En alguna ocasión, el cineasta Luis Buñuel confesó que, cuando una de sus películas no era suficientemente larga para completar la duración convencional, su fórmula infalible consistía en introducir en ella uno o dos sueños. De ese modo todos quedaban contentos: el público porque no salía del cine con la sensación de haber recibido menos de aquello por lo que había pagado; los críticos porque sin excepción encontraban en los sueños claves que daban pie a largas y rebuscadas interpretaciones, y él mismo, porque esos pasajes le permitían filmar, poco más o menos, lo que le diera la gana...

Aunque admire la astucia del cineasta aragonés, tengo la certeza de que en el lenguaje de los sueños hay algo que no puede comunicarse plenamente. Ante el sueño de otra persona uno puede sentir extrañeza, curiosidad e inclusive cierta fascinación, pero difícilmente su significado resonará en nosotros con la misteriosa intensidad con que lo hace en el corazón del soñante.

Y es que, mientras soñamos, tenemos la sensación de estar caminando a tientas, reconociendo las siluetas de un paisaje abandonado mucho tiempo atrás. Cuando soñamos somos como ciegos en un territorio vagamente conocido. Todo se asocia y se contagia; una cosa lleva a la otra como en un laberinto. Esa es su magia, su gracia y su misterio.

Tantas veces he visto películas o leído libros en donde los sueños no terminan de encajar, y tantas otras, al tratar de comunicar yo mismo uno de mis sueños, he constatado mi impotencia, la incapacidad de trasladar sus significados a un lenguaje comprensible y convencional.

Pongamos por caso la aparición de una pera, de un pájaro o de un toro, en uno de mis sueños. En mi mundo más hondo, cada uno de estos objetos rezuma misteriosos significados, palpita como una llave preñada de insinuaciones. Pera: profundidad carnosa, hondonada dulce, invitación, tentación, seducción, pureza. Pájaro: aleluya emplumado, canción de cuna hecha carne, inspiración del instante. Toro: retumbo de la tierra profunda, emanación del volcán, poderosa verga erguida de luna.

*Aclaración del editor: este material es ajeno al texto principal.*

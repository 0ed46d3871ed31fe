//! Hintwell Storage Engine
//!
//! This crate implements the hinted-handoff lifecycle for one shard of a
//! sharded database coordinator: when a replica is unavailable at write
//! time, the coordinator durably parks the mutation here as a *hint* and a
//! background sender replays it once the peer is reachable again.
//!
//! ## Guarantees
//!
//! 1. A hint is persisted to the endpoint's segment log before it is
//!    counted as written; admission never blocks the caller on I/O.
//! 2. Memory and disk per shard stay bounded no matter how long peers are
//!    down: an admission byte cap, a per-segment in-flight send cap, a
//!    shard-wide in-flight send-memory semaphore, and a disk-space watchdog
//!    with a minimum one-segment fair share per endpoint.
//! 3. Every durable hint is eventually delivered to a currently-responsible
//!    replica, or discarded under explicit policy: grace expiry,
//!    destination decommission, or disk pressure.
//!
//! ## Architecture Overview
//!
//! ```text
//! write path ──► HintManager.store_hint(endpoint, mutation)
//!                    │ lazy
//!                    ▼
//!              EndpointManager ──► EndpointWriter ──► HintLog (append)
//!                                                        │ seal at 32 MiB
//!                                                        ▼
//!              EndpointSender ◄── replay queue ◄── sealed segments
//!                    │ tick: flush, replay oldest file
//!                    ▼
//!              FailureDetector? Topology? ──► StorageProxy
//!                                              (direct, or CL=ANY reroute)
//! ```
//!
//! ## Main Components
//!
//! - [`HintManager`]: public entry point; one per shard
//! - [`EndpointManager`]: writer + sender pair for one destination
//! - [`HintLog`]: append-only segment log under
//!   `<hints_dir>/<shard_id>/<endpoint>/`
//! - [`SpaceWatchdog`]: periodic disk audit flipping per-endpoint admission
//! - [`cluster`]: traits for the gossip, topology, send-path, snitch and
//!   schema collaborators the engine is wired to at construction
//!
//! ## Usage
//!
//! ```ignore
//! use hintwell_storage::{HintConfig, HintManager};
//!
//! let manager = Arc::new(HintManager::new(
//!     HintConfig::new("/var/lib/db/hints"),
//!     catalog,
//!     topology,
//!     snitch,
//! ));
//! manager.start(proxy, gossiper).await?;
//!
//! // On a failed replica write:
//! if manager.can_hint_for(&endpoint) && !manager.too_many_in_flight_hints_for(&endpoint) {
//!     if !manager.store_hint(&endpoint, mutation).await {
//!         // count the replica write as failed
//!     }
//! }
//!
//! // On shutdown:
//! manager.stop().await;
//! ```

pub mod cluster;
pub mod config;
pub mod endpoint;
pub mod error;
pub mod log;
pub mod manager;
pub mod metrics;
pub mod sender;
pub mod store;
pub mod watchdog;
pub mod writer;

pub use cluster::{
    ClusterHandles, EndpointState, FailureDetector, SchemaCatalog, Snitch, StorageProxy, Topology,
};
pub use config::HintConfig;
pub use endpoint::EndpointManager;
pub use error::{Error, Result};
pub use log::{HintLog, SegmentReader};
pub use manager::HintManager;
pub use metrics::{ShardStats, StatsSnapshot};
pub use sender::EndpointSender;
pub use store::HintLogFactory;
pub use watchdog::SpaceWatchdog;
pub use writer::EndpointWriter;
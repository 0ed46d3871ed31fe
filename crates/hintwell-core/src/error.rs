//! Codec error types.
//!
//! All encode/decode operations return `Result<T>` aliased to
//! `Result<T, Error>` so errors propagate cleanly with `?`.

use thiserror::Error;

pub type Result<T> = std::result::Result<T, Error>;

#[derive(Debug, Error)]
pub enum Error {
    /// Checksum mismatch - the entry bytes are present but damaged.
    #[error("hint entry checksum mismatch (expected {expected:#010x}, got {actual:#010x})")]
    Corrupt { expected: u32, actual: u32 },

    /// The file ends in the middle of an entry (torn final write).
    #[error("truncated hint entry: needed {needed} bytes, {available} available")]
    TruncatedEntry { needed: usize, available: usize },

    /// Declared entry length exceeds the sanity limit.
    #[error("hint entry length {0} exceeds maximum {1}")]
    EntryTooLarge(usize, usize),

    /// The entry body passed its checksum but does not parse.
    #[error("malformed hint entry: {0}")]
    Malformed(&'static str),
}
//! Per-Endpoint Hint Segment Log
//!
//! An append-only log of hint entries for a single destination endpoint,
//! stored as a sequence of segment files under
//! `<hints_dir>/<shard_id>/<endpoint>/`.
//!
//! ## File Layout
//!
//! Segment files are named `hints-<seq>.log` with a zero-padded, strictly
//! increasing sequence number, so lexicographic filename order equals write
//! order. Each file is a run of CRC-framed entries (see
//! `hintwell_core::codec`); an entry's replay position is
//! `(segment seq, byte offset)`.
//!
//! ## Lifecycle
//!
//! - `append` writes to the active segment, sealing it and opening the next
//!   one when it reaches the configured segment size
//! - `seal_active` force-seals a non-empty active segment so its entries
//!   become replayable (used by the periodic flush)
//! - `take_sealed` drains the names of segments sealed since the last call -
//!   this is the sealed-segment notification consumed by the replay path
//! - `read_segment` replays a sealed file sequentially; a torn final write
//!   ends the iteration cleanly, a checksum-damaged entry is skipped
//! - `delete_segment` removes a fully-replayed file
//!
//! The log never deletes or rewrites data on its own; destructive operations
//! are driven by the replay sender under the endpoint's file-update mutex.

use std::path::{Path, PathBuf};

use bytes::BytesMut;
use tokio::fs::{File, OpenOptions};
use tokio::io::{AsyncReadExt, AsyncWriteExt, BufReader};
use tokio::sync::Mutex;
use tracing::{debug, warn};

use hintwell_core::codec::{self, FRAME_HEADER_LEN, MAX_ENTRY_SIZE};
use hintwell_core::{FrozenMutation, ReplayPosition};

use crate::error::Result;

/// Fixed prefix of every segment filename.
pub const SEGMENT_PREFIX: &str = "hints-";

/// Suffix of every segment filename.
pub const SEGMENT_SUFFIX: &str = ".log";

/// Build the filename for segment `seq`. Zero-padding keeps lexicographic
/// order identical to numeric order.
pub fn segment_file_name(seq: u64) -> String {
    format!("{SEGMENT_PREFIX}{seq:020}{SEGMENT_SUFFIX}")
}

/// Extract the sequence number from a segment filename, or `None` if the
/// name does not belong to this log.
pub fn parse_segment_seq(name: &str) -> Option<u64> {
    let digits = name.strip_prefix(SEGMENT_PREFIX)?.strip_suffix(SEGMENT_SUFFIX)?;
    digits.parse().ok()
}

struct ActiveSegment {
    seq: u64,
    name: String,
    file: File,
    len: u64,
}

#[derive(Default)]
struct LogInner {
    active: Option<ActiveSegment>,
    next_seq: u64,
    sealed: Vec<String>,
}

/// Append-only segment log for one endpoint's hints.
pub struct HintLog {
    dir: PathBuf,
    segment_size: u64,
    inner: Mutex<LogInner>,
}

impl HintLog {
    /// Open the log in `dir`, creating the directory (and parents) on
    /// demand. Surviving segment files from a previous run are left sealed
    /// on disk; new appends go to a fresh segment numbered after the
    /// highest survivor.
    pub async fn open(dir: impl Into<PathBuf>, segment_size: u64) -> Result<Self> {
        let dir = dir.into();
        tokio::fs::create_dir_all(&dir).await?;

        let mut next_seq = 0u64;
        let mut entries = tokio::fs::read_dir(&dir).await?;
        while let Some(entry) = entries.next_entry().await? {
            if let Some(seq) = entry.file_name().to_str().and_then(parse_segment_seq) {
                next_seq = next_seq.max(seq + 1);
            }
        }

        debug!(dir = %dir.display(), next_seq, "opened hint log");

        Ok(Self {
            dir,
            segment_size,
            inner: Mutex::new(LogInner {
                active: None,
                next_seq,
                sealed: Vec::new(),
            }),
        })
    }

    pub fn dir(&self) -> &Path {
        &self.dir
    }

    pub fn segment_path(&self, name: &str) -> PathBuf {
        self.dir.join(name)
    }

    /// Append one mutation, rotating segments as needed. Returns the
    /// entry's replay position. The write is flushed but not synced; call
    /// [`HintLog::sync`] or [`HintLog::seal_active`] for a durability
    /// barrier.
    pub async fn append(&self, mutation: &FrozenMutation) -> Result<ReplayPosition> {
        let mut inner = self.inner.lock().await;

        if inner
            .active
            .as_ref()
            .is_some_and(|active| active.len >= self.segment_size)
        {
            Self::seal_locked(&mut inner).await?;
        }

        if inner.active.is_none() {
            let seq = inner.next_seq;
            inner.next_seq += 1;
            let name = segment_file_name(seq);
            let file = OpenOptions::new()
                .create(true)
                .append(true)
                .open(self.dir.join(&name))
                .await?;
            debug!(segment = %name, "opened new hint segment");
            inner.active = Some(ActiveSegment {
                seq,
                name,
                file,
                len: 0,
            });
        }

        let active = inner.active.as_mut().unwrap();
        let position = ReplayPosition::new(active.seq, active.len);
        let frame = codec::encode_entry(mutation);
        active.file.write_all(&frame).await?;
        active.file.flush().await?;
        active.len += frame.len() as u64;

        Ok(position)
    }

    /// Durability barrier on the active segment.
    pub async fn sync(&self) -> Result<()> {
        let mut inner = self.inner.lock().await;
        if let Some(active) = inner.active.as_mut() {
            active.file.flush().await?;
            active.file.sync_data().await?;
        }
        Ok(())
    }

    /// Sync and seal the active segment (if it holds any data) so its
    /// entries become replayable. The sealed name is reported by the next
    /// [`HintLog::take_sealed`] call.
    pub async fn seal_active(&self) -> Result<()> {
        let mut inner = self.inner.lock().await;
        Self::seal_locked(&mut inner).await
    }

    async fn seal_locked(inner: &mut LogInner) -> Result<()> {
        if let Some(mut active) = inner.active.take() {
            if active.len == 0 {
                inner.active = Some(active);
                return Ok(());
            }
            active.file.flush().await?;
            active.file.sync_data().await?;
            debug!(segment = %active.name, bytes = active.len, "sealed hint segment");
            inner.sealed.push(active.name);
        }
        Ok(())
    }

    /// Drain the names of segments sealed since the last call, in write
    /// order.
    pub async fn take_sealed(&self) -> Vec<String> {
        let mut inner = self.inner.lock().await;
        std::mem::take(&mut inner.sealed)
    }

    /// Enumerate every segment file on disk in ascending (write) order,
    /// including any survivors from a previous run.
    pub async fn list_segments(&self) -> Result<Vec<String>> {
        let mut names = Vec::new();
        let mut entries = tokio::fs::read_dir(&self.dir).await?;
        while let Some(entry) = entries.next_entry().await? {
            if let Some(name) = entry.file_name().to_str() {
                if parse_segment_seq(name).is_some() {
                    names.push(name.to_string());
                }
            }
        }
        names.sort();
        Ok(names)
    }

    /// Open a sealed segment for sequential replay.
    pub async fn read_segment(&self, name: &str) -> Result<SegmentReader> {
        let seq = parse_segment_seq(name).unwrap_or(0);
        let file = File::open(self.dir.join(name)).await?;
        Ok(SegmentReader {
            name: name.to_string(),
            seq,
            reader: BufReader::new(file),
            offset: 0,
            corrupt_entries: 0,
            done: false,
        })
    }

    /// Delete a fully-replayed segment file.
    pub async fn delete_segment(&self, name: &str) -> Result<()> {
        tokio::fs::remove_file(self.dir.join(name)).await?;
        debug!(segment = %name, "deleted hint segment");
        Ok(())
    }
}

/// Sequential reader over one segment file.
///
/// Yields `(replay position, mutation)` pairs in write order. A torn final
/// write terminates iteration; an entry with a bad checksum is skipped and
/// counted in [`SegmentReader::corrupt_entries`].
pub struct SegmentReader {
    name: String,
    seq: u64,
    reader: BufReader<File>,
    offset: u64,
    corrupt_entries: u64,
    done: bool,
}

impl SegmentReader {
    /// Number of checksum-damaged entries skipped so far.
    pub fn corrupt_entries(&self) -> u64 {
        self.corrupt_entries
    }

    pub async fn next_entry(&mut self) -> Result<Option<(ReplayPosition, FrozenMutation)>> {
        loop {
            if self.done {
                return Ok(None);
            }

            let entry_offset = self.offset;
            let mut header = [0u8; FRAME_HEADER_LEN];
            match self.reader.read_exact(&mut header).await {
                Ok(_) => {}
                Err(err) if err.kind() == std::io::ErrorKind::UnexpectedEof => {
                    self.done = true;
                    return Ok(None);
                }
                Err(err) => return Err(err.into()),
            }

            let body_len = u32::from_be_bytes(header[0..4].try_into().unwrap()) as usize;
            let crc = u32::from_be_bytes(header[4..8].try_into().unwrap());
            if body_len > MAX_ENTRY_SIZE {
                // Frame boundary is unrecoverable; treat the rest of the
                // file as lost.
                warn!(
                    segment = %self.name,
                    offset = entry_offset,
                    body_len,
                    "unparseable hint frame length, abandoning rest of segment"
                );
                self.corrupt_entries += 1;
                self.done = true;
                return Ok(None);
            }

            let mut body = BytesMut::zeroed(body_len);
            match self.reader.read_exact(&mut body).await {
                Ok(_) => {}
                Err(err) if err.kind() == std::io::ErrorKind::UnexpectedEof => {
                    // Torn final write: the entry never fully hit the disk.
                    debug!(
                        segment = %self.name,
                        offset = entry_offset,
                        "torn hint entry at end of segment"
                    );
                    self.done = true;
                    return Ok(None);
                }
                Err(err) => return Err(err.into()),
            }
            self.offset += (FRAME_HEADER_LEN + body_len) as u64;

            match codec::decode_body(crc, &body) {
                Ok(mutation) => {
                    return Ok(Some((ReplayPosition::new(self.seq, entry_offset), mutation)));
                }
                Err(err) => {
                    // Length framing is intact, so skip just this entry.
                    warn!(
                        segment = %self.name,
                        offset = entry_offset,
                        error = %err,
                        "skipping damaged hint entry"
                    );
                    self.corrupt_entries += 1;
                }
            }
        }
    }

}
//! Trusted origin of the hosted payment surface.

use url::Url;

use crate::error::ConfigError;

/// The one origin allowed to post messages into a billing prompt.
#[derive(Debug, Clone, PartialEq, Eq)]
pub struct TrustedOrigin {
    origin: String,
}

impl TrustedOrigin {
    /// Build `scheme://<wildcard host with '*' replaced by service>`.
    ///
    /// `scheme` may carry the trailing colon browsers report in
    /// `location.protocol` (`"https:"`).
    pub fn for_service(
        scheme: &str,
        wildcard_host: &str,
        service: &str,
    ) -> Result<Self, ConfigError> {
        let scheme = scheme.trim().trim_end_matches(':');
        if scheme.is_empty() {
            return Err(ConfigError::EmptyScheme);
        }
        let host = wildcard_host_for(wildcard_host, service)?;
        Ok(Self {
            origin: format!("{scheme}://{host}"),
        })
    }

    /// Same as [`TrustedOrigin::for_service`], taking the scheme from the
    /// page the prompt is mounted on.
    pub fn from_page_url(
        page_url: &str,
        wildcard_host: &str,
        service: &str,
    ) -> Result<Self, ConfigError> {
        let parsed = Url::parse(page_url.trim())
            .map_err(|error| ConfigError::InvalidPageUrl(error.to_string()))?;
        Self::for_service(parsed.scheme(), wildcard_host, service)
    }

    /// Exact string comparison; never fails.
    #[must_use]
    pub fn is_trusted(&self, origin: &str) -> bool {
        self.origin == origin
    }

    #[must_use]
    pub fn as_str(&self) -> &str {
        &self.origin
    }
}

/// Substitute `service` for the single `*` in `wildcard_host`.
pub fn wildcard_host_for(wildcard_host: &str, service: &str) -> Result<String, ConfigError> {
    let service = service.trim();
    if service.is_empty() {
        return Err(ConfigError::EmptyServiceName);
    }
    let pattern = wildcard_host.trim();
    if pattern.matches('*').count() != 1 {
        return Err(ConfigError::InvalidWildcardHost(pattern.to_string()));
    }
    Ok(pattern.replacen('*', service, 1))
}
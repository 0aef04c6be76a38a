use async_trait::async_trait;

use crate::error::RemoteError;
use crate::store::{BillingSnapshot, PaymentMethod};

pub mod methods;

/// Server-side subscription mutations.
#[async_trait]
pub trait SubscriptionMethods: Send + Sync {
    /// Switch plans using the payment method already on file (or none, for
    /// free plans).
    async fn update_user_subscription(&self, plan_id: &str) -> Result<(), RemoteError>;

    /// Create or update the subscription from a freshly collected payment
    /// token. The server may return the new default payment method.
    async fn create_user_subscription(
        &self,
        token_id: &str,
        email: &str,
        plan_id: &str,
    ) -> Result<Option<PaymentMethod>, RemoteError>;
}

/// Read side of the billing data the client mirrors.
#[async_trait]
pub trait BillingFeed: Send + Sync {
    async fn fetch_billing_snapshot(&self) -> Result<BillingSnapshot, RemoteError>;
}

El médico vienés y fundador del sicoanálisis Sigmund Freud pensaba que la mayoría de los sueños podían ser interpretados o bien como deseos –reprimidos o no–, o bien como temores –asumidos o no–. Yo prefiero creer que no todos los sueños son susceptibles de recibir el mismo tratamiento, y que no todos merecen la misma atención. De la misma forma como a menudo decimos tonterías, los sueños que nos poseen son muchas veces irrelevantes. Pero, de igual manera, en ocasiones tenemos sueños inspirados, profundos, significativos, que acaso nos transportan a dimensiones que de otro modo jamás visitaríamos...

¿Quién podría negar que en el sueño de un bruto puede manifestarse la más profunda sabiduría? La mente de un tarado puede ser escenario del más lúcido y revelador de los sueños, y la de un genio, con seguridad lo es a menudo de sueños irrelevantes y banales.

En cierta manera, en el soñar todos somos iguales, y las diferencias –históricas, sociales, culturales, personales–, desaparecen y son abolidas. Por ello me gusta la creencia de muchos pueblos antiguos según la cual en algunos sueños nos habla el Espíritu.

Si esto fuera así, sin embargo, el lenguaje de los sueños sería unívoco y universal, y cada uno de nuestros sueños –al menos de los grandes y significativos–, podría ser compartido y comprendido sin dificultad por los demás. Cosa que, como dijimos, es lo opuesto de lo que sucede.

¿Quién escribe, entonces, el guión de tus sueños? ¿Vos, tus miedos y deseos reprimidos, los emisarios de Dios, la sombra de Luis Buñuel?